ASSIGNED TASK:
Please repeat the lines below, exactly and only, from the one that holds "frame for eviction." through the one that holds "monotonically increasing counter;".

(Saved data entries)

******

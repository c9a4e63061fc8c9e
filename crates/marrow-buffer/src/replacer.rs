//! Page replacement policies for the buffer pool.

use crate::frame::FrameId;
use parking_lot::Mutex;
use std::collections::{HashMap, HashSet};

/// Trait for page replacement algorithms.
pub trait Replacer: Send + Sync {
    /// Records that the given frame was accessed.
    fn record_access(&self, frame_id: FrameId);

    /// Marks a frame as evictable (unpinned) or not.
    fn set_evictable(&self, frame_id: FrameId, evictable: bool);

    /// Selects a victim frame for eviction.
    ///
    /// Returns None if no frames are evictable.
    fn evict(&self) -> Option<FrameId>;

    /// Removes a frame from the replacer.
    fn remove(&self, frame_id: FrameId);

    /// Returns the number of evictable frames.
    fn size(&self) -> usize;
}

/// Least-recently-used replacement.
///
/// Each access stamps the frame with a monotonically increasing counter;
/// eviction picks the evictable frame with the smallest stamp. A frame
/// that was never accessed counts as older than any accessed frame.
#[derive(Debug)]
pub struct LruReplacer {
    /// Internal state protected by mutex.
    inner: Mutex<LruReplacerInner>,
}

#[derive(Debug)]
struct LruReplacerInner {
    /// Total number of frames.
    num_frames: usize,
    /// Monotonic access counter.
    counter: u64,
    /// Last access stamp per frame.
    last_access: HashMap<FrameId, u64>,
    /// Set of evictable frame IDs.
    evictable: HashSet<FrameId>,
}

impl LruReplacer {
    /// Creates a new LRU replacer with the given number of frames.
    pub fn new(num_frames: usize) -> Self {
        Self {
            inner: Mutex::new(LruReplacerInner {
                num_frames,
                counter: 0,
                last_access: HashMap::new(),
                evictable: HashSet::new(),
            }),
        }
    }

    /// Returns the total capacity.
    pub fn capacity(&self) -> usize {
        self.inner.lock().num_frames
    }
}

impl Replacer for LruReplacer {
    fn record_access(&self, frame_id: FrameId) {
        let mut inner = self.inner.lock();
        if (frame_id.0 as usize) < inner.num_frames {
            inner.counter += 1;
            let stamp = inner.counter;
            inner.last_access.insert(frame_id, stamp);
        }
    }

    fn set_evictable(&self, frame_id: FrameId, evictable: bool) {
        let mut inner = self.inner.lock();
        if (frame_id.0 as usize) >= inner.num_frames {
            return;
        }

        if evictable {
            inner.evictable.insert(frame_id);
        } else {
            inner.evictable.remove(&frame_id);
        }
    }

    fn evict(&self) -> Option<FrameId> {
        let mut inner = self.inner.lock();

        let victim = inner
            .evictable
            .iter()
            .min_by_key(|fid| inner.last_access.get(fid).copied().unwrap_or(0))
            .copied()?;

        inner.evictable.remove(&victim);
        inner.last_access.remove(&victim);
        Some(victim)
    }

    fn remove(&self, frame_id: FrameId) {
        let mut inner = self.inner.lock();
        inner.evictable.remove(&frame_id);
        inner.last_access.remove(&frame_id);
    }

    fn size(&self) -> usize {
        self.inner.lock().evictable.len()
    }
}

******

OUTPUT FOR THIS TASK:
    /// Selects a victim frame for eviction.
    ///
    /// Returns None if no frames are evictable.
    fn evict(&self) -> Option<FrameId>;

    /// Removes a frame from the replacer.
    fn remove(&self, frame_id: FrameId);

    /// Returns the number of evictable frames.
    fn size(&self) -> usize;
}

/// Least-recently-used replacement.
///
/// Each access stamps the frame with a monotonically increasing counter;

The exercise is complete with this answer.